═══ Source information
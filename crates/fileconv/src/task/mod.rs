pub mod options;

use std::fmt;
use std::path::{Path, PathBuf};
use std::time::Duration;

use serde::{Deserialize, Serialize};

use crate::error::TaskError;
use crate::format::{OutputFormat, SourceCategory};
use crate::storage::ConflictPolicy;

pub use options::{Bitrate, ClipRange, ConversionOptions, Quality, Resolution};

#[derive(Debug, Clone, PartialEq, Eq, Hash, PartialOrd, Ord, Serialize, Deserialize)]
#[serde(transparent)]
pub struct TaskId(String);

impl TaskId {
    pub fn new() -> Self {
        Self(uuid::Uuid::new_v4().to_string())
    }

    pub fn as_str(&self) -> &str {
        &self.0
    }
}

impl Default for TaskId {
    fn default() -> Self {
        Self::new()
    }
}

impl fmt::Display for TaskId {
    fn fmt(&self, f: &mut fmt::Formatter<'_>) -> fmt::Result {
        f.write_str(&self.0)
    }
}

/// One file's requested conversion.
///
/// Construction checks that the input is a readable regular file, that its
/// category can be determined, and that the category supports the requested
/// format. The `with_*` setters consume the task, so once it has been handed
/// to the orchestrator nothing can change it.
#[derive(Debug, Clone)]
pub struct ConversionTask {
    id: TaskId,
    input_path: PathBuf,
    category: SourceCategory,
    output_format: OutputFormat,
    options: ConversionOptions,
    output_dir: PathBuf,
    timeout: Option<Duration>,
    conflict_policy: Option<ConflictPolicy>,
}

impl ConversionTask {
    pub fn new<P, Q>(input_path: P, output_format: OutputFormat, output_dir: Q) -> Result<Self, TaskError>
    where
        P: AsRef<Path>,
        Q: AsRef<Path>,
    {
        let input_path = input_path.as_ref().to_path_buf();
        ensure_readable(&input_path)?;

        let category = SourceCategory::detect(&input_path)
            .ok_or_else(|| TaskError::UnknownCategory(input_path.clone()))?;

        Self::validated(
            input_path,
            category,
            output_format,
            output_dir.as_ref().to_path_buf(),
        )
    }

    fn validated(
        input_path: PathBuf,
        category: SourceCategory,
        output_format: OutputFormat,
        output_dir: PathBuf,
    ) -> Result<Self, TaskError> {
        if !category.supports_output(output_format) {
            return Err(TaskError::UnsupportedOutputFormat {
                category,
                format: output_format,
            });
        }

        Ok(Self {
            id: TaskId::new(),
            input_path,
            category,
            output_format,
            options: ConversionOptions::new(),
            output_dir,
            timeout: None,
            conflict_policy: None,
        })
    }

    /// Overrides the detected category, e.g. for files with misleading names.
    pub fn with_category(self, category: SourceCategory) -> Result<Self, TaskError> {
        let mut task = Self::validated(
            self.input_path,
            category,
            self.output_format,
            self.output_dir,
        )?;
        task.id = self.id;
        task.options = self.options;
        task.timeout = self.timeout;
        task.conflict_policy = self.conflict_policy;
        Ok(task)
    }

    pub fn with_options(mut self, options: ConversionOptions) -> Self {
        self.options = options;
        self
    }

    /// Deadline for the external tool, overriding the per-category default.
    pub fn with_timeout(mut self, timeout: Duration) -> Self {
        self.timeout = Some(timeout);
        self
    }

    pub fn with_conflict_policy(mut self, policy: ConflictPolicy) -> Self {
        self.conflict_policy = Some(policy);
        self
    }

    pub fn id(&self) -> &TaskId {
        &self.id
    }

    pub fn input_path(&self) -> &Path {
        &self.input_path
    }

    pub fn category(&self) -> SourceCategory {
        self.category
    }

    pub fn output_format(&self) -> OutputFormat {
        self.output_format
    }

    pub fn options(&self) -> &ConversionOptions {
        &self.options
    }

    pub fn output_dir(&self) -> &Path {
        &self.output_dir
    }

    pub fn timeout(&self) -> Option<Duration> {
        self.timeout
    }

    pub fn conflict_policy(&self) -> Option<ConflictPolicy> {
        self.conflict_policy
    }

    /// Input file name without its extension.
    pub fn stem(&self) -> &str {
        self.input_path
            .file_stem()
            .and_then(|s| s.to_str())
            .unwrap_or("output")
    }
}

fn ensure_readable(path: &Path) -> Result<(), TaskError> {
    let metadata = match std::fs::metadata(path) {
        Ok(metadata) => metadata,
        Err(e) if e.kind() == std::io::ErrorKind::NotFound => {
            return Err(TaskError::InputNotFound(path.to_path_buf()));
        }
        Err(e) => {
            return Err(TaskError::InputUnreadable {
                path: path.to_path_buf(),
                source: e,
            });
        }
    };

    if !metadata.is_file() {
        return Err(TaskError::NotAFile(path.to_path_buf()));
    }

    std::fs::File::open(path).map_err(|e| TaskError::InputUnreadable {
        path: path.to_path_buf(),
        source: e,
    })?;

    Ok(())
}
══════
| Task statement |
Every line of the listing that holds the word "TaskId" is to be found and copied.

| Answer for the task |
pub struct TaskId(String);
impl TaskId {
impl Default for TaskId {
impl fmt::Display for TaskId {
    id: TaskId,
            id: TaskId::new(),
    pub fn id(&self) -> &TaskId {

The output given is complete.